Hummming

フンフンフン

弱おくさま

新春寄席が終わった。終わったよ、やっと。
ようやくひとつ終わった。

反省会では案の定酷評された。というか評価のしようがなかった。
そりゃそーだ、あんなので「よかった」なんて言われるほど
ショボい落研だったら今頃残ってないさ私だって。
でもそんな落研が主催する寄席であんな落語やっちゃあ。ねえ。


本当に寄席に出たかったのか、と己に問うてみる。
「やりたい噺があるから寄席をやった」
先輩から聞いた言葉。そのとおりだと思う。
やりたい噺がなければ、寄席なんてできやしないということ。
冷静に考えれば、なかったのかもしれない。

ギリギリまで「どうしよう、どの噺をやろうか」と悩んでいた。
そしてバイト、出張落語とその問い合わせ、寄席の準備作業。
極めつけはゼミの締め付けがグーッとかかってきやがった。
正直、途中から「もう無理だ」と思ってしまっていた。
できることなら寄席の演者を辞退したいと思った。
しかしそんなことが今更できるはずはない。

「練習不足」「批評以前の問題」分かってるよ、そんな事。
「悔しくないのか」「プライドはあるのか」当たり前じゃないすか。
私の思いをそのままなぞっているだけ。目新しいことはない。
「何か他のことを削って一つのことに集中するべき」
それゼミでも言われたよ。それで落研を削らされたんだよ。
挙句の果てには皮肉を吐かれた。
「アンタに任せたのがバカだったよ、ごめん」ってか。

本当に腹が立った。

「おくさまならやってくれるだろう」
いったい何の期待なんだよそれは。お前がやれよ。
落語をしなければならない。寄席に出なければならない。
そんな強迫観念がどっかにあったのかもしれない。
プライドがそうさせたのだろうか。名前のプライドが。

「やりたいことをやる」そんな単純なことを今まで忘れていた。
これからはもっと自分のために生きよう。そう思う。

何でその仕事を私がしなければならないの?
そう思うことがたびたびあった。
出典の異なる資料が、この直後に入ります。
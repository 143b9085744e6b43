use crate::errors::AppError;
use crate::handlers::AppState;
use crate::webhook_models::{MutationPayload, WebhookResponse};
use axum::{
    extract::State,
    http::{HeaderMap, StatusCode},
    Json,
};
use std::sync::Arc;

/// Record-mutation webhook handler
///
/// Receives mutation events from the system of record when person records
/// are created/updated. Validates the webhook secret, partitions the batch
/// by action, and hands each side to the dispatch policy, which schedules
/// the sync callouts in the background.
///
/// Expected payload: Single event object OR array of events
/// Authentication: X-Webhook-Token header must match WEBHOOK_SECRET env var
pub async fn record_mutation_webhook(
    State(state): State<Arc<AppState>>,
    headers: HeaderMap,
    Json(payload): Json<MutationPayload>,
) -> Result<(StatusCode, Json<WebhookResponse>), AppError> {
    tracing::info!("Received record-mutation webhook");

    // 1. Validate webhook secret (if configured)
    check_shared_secret(&state, &headers)?;

    // 2. Convert payload to vec of events (handles both single and batch)
    let events = payload.into_events();
    let total_received = events.len();
    tracing::info!("Processing {} mutation event(s)", total_received);

    // 3. Partition by action; events with an unknown action are skipped,
    //    never fatal for the batch
    let mut created = Vec::new();
    let mut updated = Vec::new();
    let mut unknown = 0;
    for event in events {
        if event.is_create() {
            created.push(event.record);
        } else if event.is_update() {
            updated.push(event.record);
        } else {
            unknown += 1;
            tracing::warn!(
                "Skipping event with unrecognized hook_action {:?}",
                event.hook_action
            );
        }
    }

    // 4. One dispatch decision per record; callouts are fire-and-forget
    let create_summary = state.dispatcher.on_create(created).await;
    let update_summary = state.dispatcher.on_update(updated).await;

    let scheduled = create_summary.scheduled + update_summary.scheduled;
    let skipped = create_summary.skipped + update_summary.skipped + unknown;
    let failed = create_summary.failed + update_summary.failed;

    tracing::info!(
        "Webhook processing complete: {} received, {} scheduled, {} skipped, {} failed",
        total_received,
        scheduled,
        skipped,
        failed
    );

    // 5. Return 200 immediately (background callouts handle the sync)
    Ok((
        StatusCode::OK,
        Json(WebhookResponse {
            status: "received".to_string(),
            received: total_received,
            scheduled,
            skipped,
            failed,
        }),
    ))
}

/// Checks the shared-secret header the system of record sends with each
/// mutation webhook. Skipped entirely when no secret is configured
/// (startup already warned about that).
fn check_shared_secret(state: &AppState, headers: &HeaderMap) -> Result<(), AppError> {
    let Some(ref secret) = state.config.webhook_secret else {
        return Ok(());
    };

    let presented = headers
        .get("X-Webhook-Token")
        .and_then(|v| v.to_str().ok())
        .ok_or_else(|| AppError::Unauthorized("Missing X-Webhook-Token header".to_string()))?;

    if !eq_constant_time(presented.as_bytes(), secret.as_bytes()) {
        tracing::warn!("Webhook token mismatch");
        return Err(AppError::Unauthorized("Invalid webhook token".to_string()));
    }

    Ok(())
}

/// Byte comparison whose running time does not depend on where the inputs
/// first diverge.
fn eq_constant_time(a: &[u8], b: &[u8]) -> bool {
    if a.len() != b.len() {
        return false;
    }

    a.iter().zip(b).fold(0u8, |diff, (x, y)| diff | (x ^ y)) == 0
}

#[cfg(test)]
mod tests {
    use super::*;

    #[test]
    fn eq_constant_time_matches_equal_bytes_only() {
        assert!(eq_constant_time(b"secret", b"secret"));
        assert!(!eq_constant_time(b"secret", b"secres"));
        assert!(!eq_constant_time(b"secret", b"secret2"));
        assert!(!eq_constant_time(b"", b"secret"));
    }
}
特に今回の寄席。
くたくたにさせて、さらに二重三重の負担を掛けて、不出来を罵る。
何なのそれは?もしかして1年の頃の復讐ですか?

私は「必要とされている」んじゃなくて「利用されている」だけ。
そう思うとここでの自分の存在価値が分からなくなってきた。
考えれば考えるほどマイナス思考に陥る。
単なる考え過ぎであるのは分かっているけれど、
ゼミでの一件もあって最悪の事態まで考えてしまった。
いや、本音を言えば、考えて「いる」。

こっそり相談しようと思ったけど話す機会がなくてできなかった。
そんなことを言えばきっと引き止められるだけなんだけど
(そしてそれはちょっと嫌だったりもするんだけど)
誰かに聞いてほしかった。味方が欲しかった。

私には味方がいないのかもしれない。